(Collected data)
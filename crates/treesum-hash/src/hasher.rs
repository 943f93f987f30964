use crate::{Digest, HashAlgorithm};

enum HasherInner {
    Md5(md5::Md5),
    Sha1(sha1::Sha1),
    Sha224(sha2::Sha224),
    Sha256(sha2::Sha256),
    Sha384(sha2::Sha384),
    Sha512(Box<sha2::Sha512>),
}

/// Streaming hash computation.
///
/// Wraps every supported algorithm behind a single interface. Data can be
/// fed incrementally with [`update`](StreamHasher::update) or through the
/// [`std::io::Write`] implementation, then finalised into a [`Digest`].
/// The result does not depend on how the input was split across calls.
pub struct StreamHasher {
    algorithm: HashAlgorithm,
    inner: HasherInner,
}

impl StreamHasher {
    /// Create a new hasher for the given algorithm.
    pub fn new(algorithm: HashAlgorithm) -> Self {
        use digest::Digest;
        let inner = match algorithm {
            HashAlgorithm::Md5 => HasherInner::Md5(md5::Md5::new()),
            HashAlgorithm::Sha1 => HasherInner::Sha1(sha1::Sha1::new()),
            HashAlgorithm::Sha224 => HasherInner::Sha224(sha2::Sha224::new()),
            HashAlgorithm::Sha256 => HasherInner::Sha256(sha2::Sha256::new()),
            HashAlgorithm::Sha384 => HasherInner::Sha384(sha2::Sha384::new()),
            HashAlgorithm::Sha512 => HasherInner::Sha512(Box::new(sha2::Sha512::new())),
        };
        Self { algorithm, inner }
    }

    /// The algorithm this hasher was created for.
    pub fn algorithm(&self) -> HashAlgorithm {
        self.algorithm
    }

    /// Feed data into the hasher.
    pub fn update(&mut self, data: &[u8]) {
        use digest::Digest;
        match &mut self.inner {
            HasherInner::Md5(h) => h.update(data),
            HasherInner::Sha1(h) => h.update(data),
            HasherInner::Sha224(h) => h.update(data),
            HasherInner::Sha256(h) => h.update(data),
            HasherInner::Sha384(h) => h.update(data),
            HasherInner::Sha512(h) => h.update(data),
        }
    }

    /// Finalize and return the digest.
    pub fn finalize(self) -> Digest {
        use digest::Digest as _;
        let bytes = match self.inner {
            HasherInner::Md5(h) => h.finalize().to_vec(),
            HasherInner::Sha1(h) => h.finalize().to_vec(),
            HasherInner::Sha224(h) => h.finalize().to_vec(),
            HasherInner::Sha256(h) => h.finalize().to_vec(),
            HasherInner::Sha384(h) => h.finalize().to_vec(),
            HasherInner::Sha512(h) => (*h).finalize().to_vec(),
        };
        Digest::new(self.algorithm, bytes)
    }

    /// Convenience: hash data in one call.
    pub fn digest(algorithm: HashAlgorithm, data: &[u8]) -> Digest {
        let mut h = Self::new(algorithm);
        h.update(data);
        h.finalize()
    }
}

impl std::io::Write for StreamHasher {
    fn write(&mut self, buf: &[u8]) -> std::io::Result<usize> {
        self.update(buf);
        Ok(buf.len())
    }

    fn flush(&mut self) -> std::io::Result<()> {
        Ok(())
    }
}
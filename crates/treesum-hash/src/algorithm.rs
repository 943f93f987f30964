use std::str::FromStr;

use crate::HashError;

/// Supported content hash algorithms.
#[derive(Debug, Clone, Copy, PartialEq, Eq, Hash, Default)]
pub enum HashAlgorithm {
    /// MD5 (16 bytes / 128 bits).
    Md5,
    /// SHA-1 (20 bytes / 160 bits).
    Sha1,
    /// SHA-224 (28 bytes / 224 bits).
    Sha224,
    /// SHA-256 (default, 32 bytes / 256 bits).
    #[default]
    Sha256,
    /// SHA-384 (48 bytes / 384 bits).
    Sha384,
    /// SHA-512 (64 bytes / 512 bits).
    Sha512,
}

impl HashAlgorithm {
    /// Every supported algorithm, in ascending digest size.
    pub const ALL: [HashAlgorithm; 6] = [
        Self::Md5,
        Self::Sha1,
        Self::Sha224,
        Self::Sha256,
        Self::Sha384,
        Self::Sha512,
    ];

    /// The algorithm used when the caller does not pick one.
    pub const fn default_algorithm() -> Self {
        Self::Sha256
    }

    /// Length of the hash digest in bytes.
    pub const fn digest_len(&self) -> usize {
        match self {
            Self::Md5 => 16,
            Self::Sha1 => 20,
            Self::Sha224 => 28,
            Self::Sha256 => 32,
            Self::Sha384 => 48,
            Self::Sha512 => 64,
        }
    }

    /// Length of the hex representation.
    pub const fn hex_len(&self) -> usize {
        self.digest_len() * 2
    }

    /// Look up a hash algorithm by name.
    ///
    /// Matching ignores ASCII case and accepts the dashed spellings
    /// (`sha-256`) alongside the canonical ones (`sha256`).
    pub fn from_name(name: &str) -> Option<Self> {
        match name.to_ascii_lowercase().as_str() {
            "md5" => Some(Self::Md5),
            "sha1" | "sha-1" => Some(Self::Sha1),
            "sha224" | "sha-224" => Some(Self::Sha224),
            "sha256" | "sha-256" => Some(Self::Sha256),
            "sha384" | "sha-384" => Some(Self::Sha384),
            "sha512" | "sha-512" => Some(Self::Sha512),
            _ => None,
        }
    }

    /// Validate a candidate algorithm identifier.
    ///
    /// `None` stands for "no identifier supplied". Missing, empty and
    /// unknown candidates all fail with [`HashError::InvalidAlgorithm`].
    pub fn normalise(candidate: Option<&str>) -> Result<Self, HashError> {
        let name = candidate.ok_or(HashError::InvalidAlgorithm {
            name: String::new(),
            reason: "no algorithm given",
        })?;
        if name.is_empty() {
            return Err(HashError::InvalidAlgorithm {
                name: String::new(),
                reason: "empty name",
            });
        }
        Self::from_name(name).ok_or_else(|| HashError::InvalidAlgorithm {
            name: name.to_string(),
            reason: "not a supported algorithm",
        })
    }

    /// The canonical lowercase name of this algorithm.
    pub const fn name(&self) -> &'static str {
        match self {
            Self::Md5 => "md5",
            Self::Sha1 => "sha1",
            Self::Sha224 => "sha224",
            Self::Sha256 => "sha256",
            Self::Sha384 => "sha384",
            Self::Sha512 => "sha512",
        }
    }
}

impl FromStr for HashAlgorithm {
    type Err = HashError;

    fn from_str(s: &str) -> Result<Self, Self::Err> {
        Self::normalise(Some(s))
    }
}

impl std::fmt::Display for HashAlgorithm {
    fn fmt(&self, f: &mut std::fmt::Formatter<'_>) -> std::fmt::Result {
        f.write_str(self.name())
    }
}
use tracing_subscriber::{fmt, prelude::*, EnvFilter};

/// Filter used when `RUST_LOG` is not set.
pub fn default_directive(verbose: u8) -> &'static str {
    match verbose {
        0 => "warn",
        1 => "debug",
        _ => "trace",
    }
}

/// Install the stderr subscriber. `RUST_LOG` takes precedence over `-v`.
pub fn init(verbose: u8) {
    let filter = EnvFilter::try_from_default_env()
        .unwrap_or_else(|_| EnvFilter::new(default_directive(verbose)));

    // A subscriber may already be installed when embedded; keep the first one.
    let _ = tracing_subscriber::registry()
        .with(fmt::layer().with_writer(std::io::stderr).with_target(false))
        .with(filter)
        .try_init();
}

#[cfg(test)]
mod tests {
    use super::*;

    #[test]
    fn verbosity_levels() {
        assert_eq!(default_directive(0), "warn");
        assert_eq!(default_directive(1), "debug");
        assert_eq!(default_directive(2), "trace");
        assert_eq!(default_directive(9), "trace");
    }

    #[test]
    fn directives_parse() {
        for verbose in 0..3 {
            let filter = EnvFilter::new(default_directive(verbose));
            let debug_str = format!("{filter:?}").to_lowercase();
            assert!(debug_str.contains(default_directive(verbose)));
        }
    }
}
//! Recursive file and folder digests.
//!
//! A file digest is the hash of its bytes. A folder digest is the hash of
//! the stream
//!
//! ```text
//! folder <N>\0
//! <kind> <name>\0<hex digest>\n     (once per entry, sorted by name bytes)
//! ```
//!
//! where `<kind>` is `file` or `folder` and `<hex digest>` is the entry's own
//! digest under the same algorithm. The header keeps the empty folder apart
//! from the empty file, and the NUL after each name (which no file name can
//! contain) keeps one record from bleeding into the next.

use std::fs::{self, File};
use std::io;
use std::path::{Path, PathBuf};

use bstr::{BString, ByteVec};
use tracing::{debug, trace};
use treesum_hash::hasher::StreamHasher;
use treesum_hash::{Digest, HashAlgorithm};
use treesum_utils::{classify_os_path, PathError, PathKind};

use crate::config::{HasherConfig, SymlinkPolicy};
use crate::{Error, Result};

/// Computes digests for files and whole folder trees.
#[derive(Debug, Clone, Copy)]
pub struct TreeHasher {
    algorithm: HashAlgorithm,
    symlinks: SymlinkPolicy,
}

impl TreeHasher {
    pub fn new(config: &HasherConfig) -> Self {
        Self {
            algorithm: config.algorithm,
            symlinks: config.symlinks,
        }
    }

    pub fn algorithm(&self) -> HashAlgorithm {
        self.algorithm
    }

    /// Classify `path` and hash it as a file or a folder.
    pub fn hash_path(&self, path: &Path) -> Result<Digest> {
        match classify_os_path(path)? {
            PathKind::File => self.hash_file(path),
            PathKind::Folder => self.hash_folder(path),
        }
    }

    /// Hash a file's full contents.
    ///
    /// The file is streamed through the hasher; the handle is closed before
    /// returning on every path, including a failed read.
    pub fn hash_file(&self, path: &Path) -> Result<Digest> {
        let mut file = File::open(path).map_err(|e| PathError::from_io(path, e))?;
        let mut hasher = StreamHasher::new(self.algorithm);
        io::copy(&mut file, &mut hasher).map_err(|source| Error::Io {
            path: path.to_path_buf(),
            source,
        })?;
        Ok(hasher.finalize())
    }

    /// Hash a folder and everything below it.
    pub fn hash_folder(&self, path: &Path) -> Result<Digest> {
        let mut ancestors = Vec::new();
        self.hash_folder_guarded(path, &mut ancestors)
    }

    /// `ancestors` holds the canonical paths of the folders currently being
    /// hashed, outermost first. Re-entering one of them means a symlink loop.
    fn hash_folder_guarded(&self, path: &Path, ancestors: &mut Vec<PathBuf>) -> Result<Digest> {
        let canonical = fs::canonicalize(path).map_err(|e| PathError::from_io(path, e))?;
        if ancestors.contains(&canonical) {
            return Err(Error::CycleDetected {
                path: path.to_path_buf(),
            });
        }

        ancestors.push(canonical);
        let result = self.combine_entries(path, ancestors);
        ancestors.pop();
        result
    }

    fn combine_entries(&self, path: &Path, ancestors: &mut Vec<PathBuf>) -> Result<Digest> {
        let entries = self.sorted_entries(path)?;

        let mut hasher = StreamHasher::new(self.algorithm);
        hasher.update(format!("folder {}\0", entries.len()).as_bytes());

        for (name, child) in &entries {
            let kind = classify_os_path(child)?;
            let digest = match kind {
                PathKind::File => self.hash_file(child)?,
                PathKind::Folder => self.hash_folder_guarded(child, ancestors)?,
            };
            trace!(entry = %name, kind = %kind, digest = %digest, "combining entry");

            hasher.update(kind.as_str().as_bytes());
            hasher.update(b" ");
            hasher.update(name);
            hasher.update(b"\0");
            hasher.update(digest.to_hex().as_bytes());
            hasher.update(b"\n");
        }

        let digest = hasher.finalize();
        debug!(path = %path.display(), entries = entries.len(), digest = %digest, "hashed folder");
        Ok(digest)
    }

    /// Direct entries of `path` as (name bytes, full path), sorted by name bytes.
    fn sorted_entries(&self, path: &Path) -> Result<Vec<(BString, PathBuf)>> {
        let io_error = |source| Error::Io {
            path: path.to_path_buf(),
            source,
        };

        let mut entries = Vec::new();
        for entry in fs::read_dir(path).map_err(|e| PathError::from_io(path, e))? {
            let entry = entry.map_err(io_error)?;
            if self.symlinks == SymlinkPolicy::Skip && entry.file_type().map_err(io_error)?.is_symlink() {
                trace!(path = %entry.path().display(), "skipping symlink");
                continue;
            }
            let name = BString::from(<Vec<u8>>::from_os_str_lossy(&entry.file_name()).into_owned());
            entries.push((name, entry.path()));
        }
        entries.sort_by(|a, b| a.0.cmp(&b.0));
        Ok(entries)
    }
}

* Try it
Restate word for word the lines above, beginning at the first one and ending at the line that carries "let inner = match".

* Answer box
filename crates/treesum-hash/src/hasher.rs
repository 943f93f987f30964
use crate::{Digest, HashAlgorithm};

enum HasherInner {
    Md5(md5::Md5),
    Sha1(sha1::Sha1),
    Sha224(sha2::Sha224),
    Sha256(sha2::Sha256),
    Sha384(sha2::Sha384),
    Sha512(Box<sha2::Sha512>),
}

/// Streaming hash computation.
///
/// Wraps every supported algorithm behind a single interface. Data can be
/// fed incrementally with [`update`](StreamHasher::update) or through the
/// [`std::io::Write`] implementation, then finalised into a [`Digest`].
/// The result does not depend on how the input was split across calls.
pub struct StreamHasher {
    algorithm: HashAlgorithm,
    inner: HasherInner,
}

impl StreamHasher {
    /// Create a new hasher for the given algorithm.
    pub fn new(algorithm: HashAlgorithm) -> Self {
        use digest::Digest;
        let inner = match algorithm {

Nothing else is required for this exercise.